There’s a whole body of work on systems and their behaviour. Their behaviour is often counter-intuitive, and often difficult or impossible to predict, even for quite simple systems. I’ve blogged about this topic here.
Systems and feedback loops
In the previous article in this series, I mentioned a real world case where the wrong mental model led to repeated tragedy. It was from Barbara Tuchman’s book The Guns of August, about the opening of the First World War. The German high command expected the populations they conquered to acquiesce to overwhelming force, and were astonished when they encountered resistance. Instead of questioning their expectations, they instead concluded that their force hadn’t been sufficiently overwhelming, and increased the punishments they inflicted for resistance. The results were sadly predictable.

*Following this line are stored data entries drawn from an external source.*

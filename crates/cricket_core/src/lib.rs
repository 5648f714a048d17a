//! # cricket_core - Ball-by-Ball Cricket Scoring Engine
//!
//! A deterministic state machine that records a limited-overs match one
//! delivery at a time and derives the live score, overs, run rate, batting
//! and bowling figures and a newest-first commentary feed.
//!
//! ## Features
//! - Strike rotation, over completion and extras per the Laws
//! - No bowler may deliver consecutive overs
//! - Innings switch and match completion on the ball that reaches the overs limit
//! - Snapshot in, snapshot out: the caller owns storage
//! - JSON API for front-ends

pub mod api;
pub mod config;
pub mod engine;
pub mod error;
pub mod models;

pub use api::{
    create_match_json, feed_json, force_end_innings_json, force_end_over_json, record_ball_json,
    score_summary_json, select_over_json,
};
pub use config::{config_from_env, ConfigError, ScoringConfig};
pub use engine::{
    create_match, force_end_innings, force_end_over, get_feed, get_score_summary, record_ball,
    select_over, MatchOutcome, MatchState, MatchStatus, ScoreSummary, Scorecard,
};
pub use error::{Result, ScoringError};
pub use models::{
    BallOutcome, BatterStats, BowlerStats, FeedEntry, FeedTag, MatchSetup, PlayerId, PlayerStats,
    Roster, TeamSide,
};

// Version information
pub const VERSION: &str = env!("CARGO_PKG_VERSION");
pub const SCHEMA_VERSION: u8 = api::API_SCHEMA_VERSION;
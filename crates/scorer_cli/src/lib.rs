//! Scorer CLI Library
//!
//! Match state file store and terminal rendering for the `scorer` binary.

pub mod report;
pub mod store;

use anyhow::{Context, Result};
use std::fs;
use std::path::Path;

pub use report::{render_crease, render_player_stats, render_scorecard, render_summary};
pub use store::{load_state, save_state, update_state};

/// Read a team sheet: one player per line, blank lines ignored.
pub fn read_team_sheet(path: &Path) -> Result<Vec<String>> {
    let text = fs::read_to_string(path)
        .with_context(|| format!("Failed to read team sheet: {}", path.display()))?;
    let players: Vec<String> = text
        .lines()
        .map(str::trim)
        .filter(|line| !line.is_empty())
        .map(str::to_string)
        .collect();
    log::debug!("Read {} players from {:?}", players.len(), path);
    Ok(players)
}
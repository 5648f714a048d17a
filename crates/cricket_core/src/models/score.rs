use super::team::TeamSide;
use serde::{Deserialize, Serialize};

/// Legal deliveries per over.
pub const BALLS_PER_OVER: u32 = 6;

/// Format a legal-ball count as cricket overs notation ("3.4").
pub fn overs_str(legal_balls: u32) -> String {
    format!("{}.{}", legal_balls / BALLS_PER_OVER, legal_balls % BALLS_PER_OVER)
}

/// Runs per over for `runs` scored off `legal_balls` deliveries.
pub fn runs_per_over(runs: u32, legal_balls: u32) -> f64 {
    if legal_balls == 0 {
        return 0.0;
    }
    runs as f64 * BALLS_PER_OVER as f64 / legal_balls as f64
}

/// Cumulative score of one team's innings.
#[derive(Debug, Clone, Copy, Default, PartialEq, Eq, Serialize, Deserialize)]
pub struct InningsScore {
    pub runs: u32,
    pub wickets: u32,
    pub legal_balls: u32,
}

impl InningsScore {
    pub fn overs_completed(&self) -> u32 {
        self.legal_balls / BALLS_PER_OVER
    }

    pub fn balls_in_over(&self) -> u32 {
        self.legal_balls % BALLS_PER_OVER
    }

    pub fn overs_display(&self) -> String {
        overs_str(self.legal_balls)
    }

    pub fn run_rate(&self) -> f64 {
        runs_per_over(self.runs, self.legal_balls)
    }

    /// "runs/wickets" as shown on the scoreboard.
    pub fn display(&self) -> String {
        format!("{}/{}", self.runs, self.wickets)
    }
}

#[derive(Debug, Clone, Copy, Default, PartialEq, Eq, Serialize, Deserialize)]
pub struct TeamScores {
    pub team_a: InningsScore,
    pub team_b: InningsScore,
}

impl TeamScores {
    pub fn get(&self, side: TeamSide) -> &InningsScore {
        match side {
            TeamSide::TeamA => &self.team_a,
            TeamSide::TeamB => &self.team_b,
        }
    }

    pub fn get_mut(&mut self, side: TeamSide) -> &mut InningsScore {
        match side {
            TeamSide::TeamA => &mut self.team_a,
            TeamSide::TeamB => &mut self.team_b,
        }
    }
}
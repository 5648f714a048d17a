//! Over and innings lifecycle.
//!
//! Both boundaries are checked after every legal delivery: the ball that
//! completes the sixth legal ball ends the over, and the ball that reaches the
//! overs limit closes the innings or completes the match. The administrative
//! `force_*` operations run the same transitions out of band.

use chrono::{DateTime, Utc};

use super::state::{InningsSummary, MatchState, MatchStatus};
use super::summary::describe_outcome;
use crate::error::{Result, ScoringError};
use crate::models::{FeedTag, BALLS_PER_OVER};

impl MatchState {
    /// End the over when the last legal delivery completed a new multiple of six.
    pub(crate) fn check_over_boundary(&mut self, at: DateTime<Utc>) -> bool {
        let balls = self.current_score().legal_balls;
        if balls == 0 || balls % BALLS_PER_OVER != 0 || self.over_boundary_at == Some(balls) {
            return false;
        }
        self.end_over(at);
        true
    }

    /// Close the innings (or the match) once the overs limit is reached.
    pub(crate) fn check_innings_boundary(&mut self, at: DateTime<Utc>) -> bool {
        if self.is_completed() || self.current_score().legal_balls < self.innings_ball_limit() {
            return false;
        }
        self.end_innings(at);
        true
    }

    /// Administrative: end the current over regardless of the ball count.
    pub fn force_end_over(&mut self) -> Result<()> {
        self.force_end_over_at(Utc::now())
    }

    pub fn force_end_over_at(&mut self, at: DateTime<Utc>) -> Result<()> {
        self.ensure_not_completed()?;
        if !self.over_in_progress {
            return Err(ScoringError::Sequence("no over in progress to end".to_string()));
        }
        tracing::warn!(
            balls = self.current_score().legal_balls,
            bowler = ?self.current_bowler,
            "over ended by override"
        );
        self.end_over(at);
        Ok(())
    }

    /// Administrative: end the current innings regardless of the ball count.
    pub fn force_end_innings(&mut self) -> Result<()> {
        self.force_end_innings_at(Utc::now())
    }

    pub fn force_end_innings_at(&mut self, at: DateTime<Utc>) -> Result<()> {
        self.ensure_not_completed()?;
        tracing::warn!(
            innings = self.innings_number,
            balls = self.current_score().legal_balls,
            "innings ended by override"
        );
        self.end_innings(at);
        Ok(())
    }

    fn end_over(&mut self, at: DateTime<Utc>) {
        let score = *self.current_score();
        self.overs_ended += 1;
        let over_label = self.overs_ended;

        let bowler_figures = self
            .current_bowler
            .as_ref()
            .and_then(|b| self.stats.bowler(b).map(|f| (b, f)))
            .map(|(b, f)| {
                format!(" ({} {}-{}-{})", b, f.overs_display(), f.runs_conceded, f.wickets)
            })
            .unwrap_or_default();

        self.swap_strike();
        self.last_over_bowler = self.current_bowler.take();
        self.over_in_progress = false;
        self.over_boundary_at = Some(score.legal_balls);

        let description = format!(
            "End of over {}: {} {} ({} ov){}",
            over_label,
            self.batting_team,
            score.display(),
            score.overs_display(),
            bowler_figures
        );
        self.push_lifecycle_entry(FeedTag::OverComplete, description, at);

        tracing::info!(
            over = over_label,
            team = %self.batting_team,
            score = %score.display(),
            "over complete"
        );
    }

    fn end_innings(&mut self, at: DateTime<Utc>) {
        let score = *self.current_score();

        if self.innings_number == 1 {
            let description = format!(
                "Innings 1 complete: {} {} ({} ov). {} need {} to win",
                self.batting_team,
                score.display(),
                score.overs_display(),
                self.bowling_team,
                score.runs + 1
            );
            self.push_lifecycle_entry(FeedTag::InningsComplete, description, at);

            self.first_innings = Some(InningsSummary { batting_team: self.batting_team, score });
            std::mem::swap(&mut self.batting_team, &mut self.bowling_team);
            self.reset_batting_for(self.batting_team);
            self.current_bowler = None;
            self.last_over_bowler = None;
            self.over_in_progress = false;
            self.over_boundary_at = None;
            self.overs_ended = 0;
            self.innings_number = 2;
            self.status = MatchStatus::Innings2;

            tracing::info!(
                first_innings = %score.display(),
                now_batting = %self.batting_team,
                "innings complete"
            );
        } else {
            self.status = MatchStatus::Completed;
            self.over_in_progress = false;
            let result = self
                .result()
                .map(|outcome| describe_outcome(&outcome))
                .unwrap_or_else(|| "result pending".to_string());
            let description = format!(
                "Match completed: {} {} ({} ov). {}",
                self.batting_team,
                score.display(),
                score.overs_display(),
                result
            );
            self.push_lifecycle_entry(FeedTag::MatchCompleted, description, at);

            tracing::info!(result = %result, "match completed");
        }
    }
}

What was going on in this case was a classic example of what’s known in systems theory as a feedback loop. An increase in the German demonstrations of force (A in the diagram below) increased the Belgians’ desire to fight back against the invaders (B below). This in turn increased the German demonstrations of force, and so on.

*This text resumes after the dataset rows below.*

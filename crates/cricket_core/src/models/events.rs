use chrono::{DateTime, Utc};
use serde::{Deserialize, Serialize};

use crate::error::{Result, ScoringError};

/// Upper bound for any run count entered with a delivery.
pub const MAX_RUNS_PER_BALL: u8 = 6;

/// What happened on one delivery.
#[derive(Debug, Clone, PartialEq, Eq, Serialize, Deserialize)]
#[serde(tag = "outcome", rename_all = "snake_case")]
pub enum BallOutcome {
    /// Runs off the bat: 0 (dot), 1, 2, 3, 4 or 6
    Runs { runs: u8 },
    /// Striker dismissed
    Wicket {
        #[serde(default)]
        dismissal: String,
    },
    /// One penalty run plus any runs taken off the wide
    Wide {
        #[serde(default)]
        extra_runs: u8,
    },
    /// One penalty run plus runs off the bat
    NoBall {
        #[serde(default)]
        runs_off_bat: u8,
    },
    LegBye { runs: u8 },
    Bye { runs: u8 },
}

impl BallOutcome {
    pub fn dot() -> Self {
        BallOutcome::Runs { runs: 0 }
    }

    pub fn runs(runs: u8) -> Self {
        BallOutcome::Runs { runs }
    }

    pub fn wicket(dismissal: impl Into<String>) -> Self {
        BallOutcome::Wicket { dismissal: dismissal.into() }
    }

    pub fn wide(extra_runs: u8) -> Self {
        BallOutcome::Wide { extra_runs }
    }

    pub fn no_ball(runs_off_bat: u8) -> Self {
        BallOutcome::NoBall { runs_off_bat }
    }

    pub fn leg_bye(runs: u8) -> Self {
        BallOutcome::LegBye { runs }
    }

    pub fn bye(runs: u8) -> Self {
        BallOutcome::Bye { runs }
    }

    /// Build an outcome from the scorer's button label and its parameter.
    ///
    /// `param` is the run count for wide/no-ball/bye/leg-bye and is ignored
    /// for plain runs. `dismissal` is only used for a wicket.
    pub fn from_label(label: &str, param: u8, dismissal: &str) -> Result<Self> {
        let outcome = match label.trim() {
            "0" | "1" | "2" | "3" | "4" | "6" => {
                // Checked by the match arm above
                let runs = label.trim().parse::<u8>().unwrap_or_default();
                BallOutcome::Runs { runs }
            }
            "Wicket" => BallOutcome::wicket(dismissal.trim()),
            "Wide" => BallOutcome::Wide { extra_runs: param },
            "No-Ball" => BallOutcome::NoBall { runs_off_bat: param },
            "Leg Bye" => BallOutcome::LegBye { runs: param },
            "Bye" => BallOutcome::Bye { runs: param },
            other => {
                return Err(ScoringError::Validation(format!("unknown ball outcome: '{}'", other)))
            }
        };
        outcome.validate()?;
        Ok(outcome)
    }

    /// Range checks on the outcome parameters.
    pub fn validate(&self) -> Result<()> {
        let (what, value) = match self {
            BallOutcome::Runs { runs } => {
                if *runs == 5 {
                    return Err(ScoringError::Validation(
                        "5 runs off the bat is not a scoring option".to_string(),
                    ));
                }
                ("runs off the bat", *runs)
            }
            BallOutcome::Wicket { .. } => return Ok(()),
            BallOutcome::Wide { extra_runs } => ("extra runs on a wide", *extra_runs),
            BallOutcome::NoBall { runs_off_bat } => ("runs off bat on a no-ball", *runs_off_bat),
            BallOutcome::LegBye { runs } => ("leg-bye runs", *runs),
            BallOutcome::Bye { runs } => ("bye runs", *runs),
        };

        if value > MAX_RUNS_PER_BALL {
            return Err(ScoringError::Validation(format!(
                "{} must be 0-{}, got {}",
                what, MAX_RUNS_PER_BALL, value
            )));
        }
        Ok(())
    }

    /// Counts toward the six-ball over.
    pub fn is_legal(&self) -> bool {
        !matches!(self, BallOutcome::Wide { .. } | BallOutcome::NoBall { .. })
    }

    /// Runs the batters physically ran or hit; its parity decides strike rotation.
    pub fn run_component(&self) -> u32 {
        match self {
            BallOutcome::Runs { runs } => *runs as u32,
            BallOutcome::Wicket { .. } => 0,
            BallOutcome::Wide { extra_runs } => *extra_runs as u32,
            BallOutcome::NoBall { runs_off_bat } => *runs_off_bat as u32,
            BallOutcome::LegBye { runs } | BallOutcome::Bye { runs } => *runs as u32,
        }
    }

    /// Total runs added to the batting side.
    pub fn team_runs(&self) -> u32 {
        match self {
            BallOutcome::Wide { .. } | BallOutcome::NoBall { .. } => 1 + self.run_component(),
            _ => self.run_component(),
        }
    }

    /// Scorer button label.
    pub fn label(&self) -> String {
        match self {
            BallOutcome::Runs { runs } => runs.to_string(),
            BallOutcome::Wicket { .. } => "Wicket".to_string(),
            BallOutcome::Wide { .. } => "Wide".to_string(),
            BallOutcome::NoBall { .. } => "No-Ball".to_string(),
            BallOutcome::LegBye { .. } => "Leg Bye".to_string(),
            BallOutcome::Bye { .. } => "Bye".to_string(),
        }
    }

    /// Short commentary highlight.
    pub fn highlight(&self) -> String {
        match self {
            BallOutcome::Runs { runs: 0 } => "dot ball".to_string(),
            BallOutcome::Runs { runs } => format!("{} run(s)", runs),
            BallOutcome::Wicket { dismissal } => format!("WICKET! {}", dismissal).trim().to_string(),
            BallOutcome::Wide { .. } => format!("Wide (+{})", self.team_runs()),
            BallOutcome::NoBall { .. } => format!("No-Ball (+{})", self.team_runs()),
            BallOutcome::LegBye { runs } => format!("Leg Bye ({})", runs),
            BallOutcome::Bye { runs } => format!("Bye ({})", runs),
        }
    }

    pub fn tag(&self) -> FeedTag {
        match self {
            BallOutcome::Runs { .. } => FeedTag::Run,
            BallOutcome::Wicket { .. } => FeedTag::Wicket,
            BallOutcome::Wide { .. } => FeedTag::Wide,
            BallOutcome::NoBall { .. } => FeedTag::NoBall,
            BallOutcome::LegBye { .. } | BallOutcome::Bye { .. } => FeedTag::Bye,
        }
    }
}

/// Display classification of a feed line.
#[derive(Debug, Clone, Copy, PartialEq, Eq, Hash, Serialize, Deserialize)]
#[serde(rename_all = "snake_case")]
pub enum FeedTag {
    Run,
    Wicket,
    Wide,
    NoBall,
    Bye,
    OverComplete,
    InningsComplete,
    MatchCompleted,
}

impl FeedTag {
    pub fn is_ball(self) -> bool {
        matches!(
            self,
            FeedTag::Run | FeedTag::Wicket | FeedTag::Wide | FeedTag::NoBall | FeedTag::Bye
        )
    }
}

#[derive(Debug, Clone, PartialEq, Eq, Serialize, Deserialize)]
pub struct FeedEntry {
    pub timestamp: DateTime<Utc>,
    pub over_number: u32,
    pub ball_in_over: u32,
    pub tag: FeedTag,
    pub description: String,
}

impl FeedEntry {
    /// Commentary line: "HH:MM:SS — description".
    pub fn render(&self) -> String {
        format!("{} — {}", self.timestamp.format("%H:%M:%S"), self.description)
    }

    /// Ball position in overs notation ("4.2").
    pub fn ball_label(&self) -> String {
        format!("{}.{}", self.over_number, self.ball_in_over)
    }
}

#[cfg(test)]
mod tests {
    use super::*;
    use chrono::TimeZone;

    #[test]
    fn test_validate_ranges() {
        assert!(BallOutcome::runs(6).validate().is_ok());
        assert!(BallOutcome::runs(5).validate().unwrap_err().is_validation());
        assert!(BallOutcome::runs(7).validate().is_err());
        assert!(BallOutcome::no_ball(7).validate().is_err());
        assert!(BallOutcome::wide(6).validate().is_ok());
        assert!(BallOutcome::bye(9).validate().is_err());
    }

    #[test]
    fn test_from_label_matches_scorer_buttons() {
        assert_eq!(BallOutcome::from_label("4", 0, "").unwrap(), BallOutcome::runs(4));
        assert_eq!(BallOutcome::from_label("No-Ball", 2, "").unwrap(), BallOutcome::no_ball(2));
        assert_eq!(BallOutcome::from_label("Leg Bye", 1, "").unwrap(), BallOutcome::leg_bye(1));
        assert_eq!(
            BallOutcome::from_label("Wicket", 0, " Bowled ").unwrap(),
            BallOutcome::wicket("Bowled")
        );
        assert!(BallOutcome::from_label("5", 0, "").is_err());
        assert!(BallOutcome::from_label("Dead ball", 0, "").is_err());
    }

    #[test]
    fn test_run_accounting() {
        assert_eq!(BallOutcome::wide(0).team_runs(), 1);
        assert_eq!(BallOutcome::wide(2).team_runs(), 3);
        assert_eq!(BallOutcome::no_ball(4).team_runs(), 5);
        assert_eq!(BallOutcome::leg_bye(3).team_runs(), 3);
        assert_eq!(BallOutcome::wicket("Bowled").team_runs(), 0);
        assert!(!BallOutcome::no_ball(0).is_legal());
        assert!(BallOutcome::bye(1).is_legal());
    }

    #[test]
    fn test_highlights() {
        assert_eq!(BallOutcome::dot().highlight(), "dot ball");
        assert_eq!(BallOutcome::runs(2).highlight(), "2 run(s)");
        assert_eq!(BallOutcome::wicket("").highlight(), "WICKET!");
        assert_eq!(BallOutcome::no_ball(0).highlight(), "No-Ball (+1)");
    }

    #[test]
    fn test_outcome_serde_shape() {
        let json = serde_json::to_value(BallOutcome::no_ball(2)).unwrap();
        assert_eq!(json, serde_json::json!({"outcome": "no_ball", "runs_off_bat": 2}));

        let wide: BallOutcome = serde_json::from_str(r#"{"outcome":"wide"}"#).unwrap();
        assert_eq!(wide, BallOutcome::wide(0));
    }

    #[test]
    fn test_feed_entry_render() {
        let entry = FeedEntry {
            timestamp: Utc.with_ymd_and_hms(2024, 3, 9, 14, 5, 7).unwrap(),
            over_number: 4,
            ball_in_over: 2,
            tag: FeedTag::Run,
            description: "1 — A vs B: 1 run(s)".to_string(),
        };
        assert_eq!(entry.render(), "14:05:07 — 1 — A vs B: 1 run(s)");
        assert_eq!(entry.ball_label(), "4.2");
    }
}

This type of loop is known in systems theory as a self-amplifying loop. (It’s more often known as a positive feedback loop, but that name tends to lead to confusion because in many fields positive feedback is used to mean “saying encouraging nice things”). Self-amplifying loops are usually bad news in real life, since they often involve catastrophic runaway effects.
Another type of loop is a self-deadening loop (again, more often known as a negative feedback loop, with the same potential for misunderstanding). In self-deadening loops, an increase in one variable leads to a decrease in another value, so that the two counteract each other, usually leading to stability in the system. One classic example is a thermostat; another is an autopilot in aviation.
It’s possible for systems to contain subsystems; for instance, a car is a system which consists of an engine subsystem, a suspension subsystem, a steering subsystem, and so forth.
A single change within a system can cause changes to many or all of the other parts of the system, and each of these changes can in turn have further effects on many or all parts of the system, rippling on for a duration that is usually difficult or impossible to predict, even for apparently simple systems.
A fascinating example of this is Conway’s Game of Life. This is a system which was deliberately designed to be as simple as possible. If you’re not already familiar with it, you might like to look at the Wikipedia article on it, which includes several animated examples. In brief, although the game is based on deliberately simple rules, it behaves in complex ways that its own creator wasn’t able to predict.
Another common feature of systems is emergent properties. A system will usually behave in ways which couldn’t readily be predicted from a knowledge of its components, and which emerge from the interaction between the components.
The Game of Life is a particularly striking example of this. Another example is that the concept of rpm (revolutions per minute) is completely relevant to a working car engine, but would be meaningless if applied to the components of that same engine before they were assembled. I’ve discussed this in more detail in my article on systems theory, and in my article about range of convenience, i.e. the range of contexts in which a term can be meaningfully used.
A lot of people have trouble getting their heads round the concept of emergent properties. There’s been a lot of resistance in theology, philosophy and popular culture to the idea that something like life or consciousness might be nothing more than an emergent property of a particular system, as opposed to being the result of some mystical unique mystery such as the “spark of life”.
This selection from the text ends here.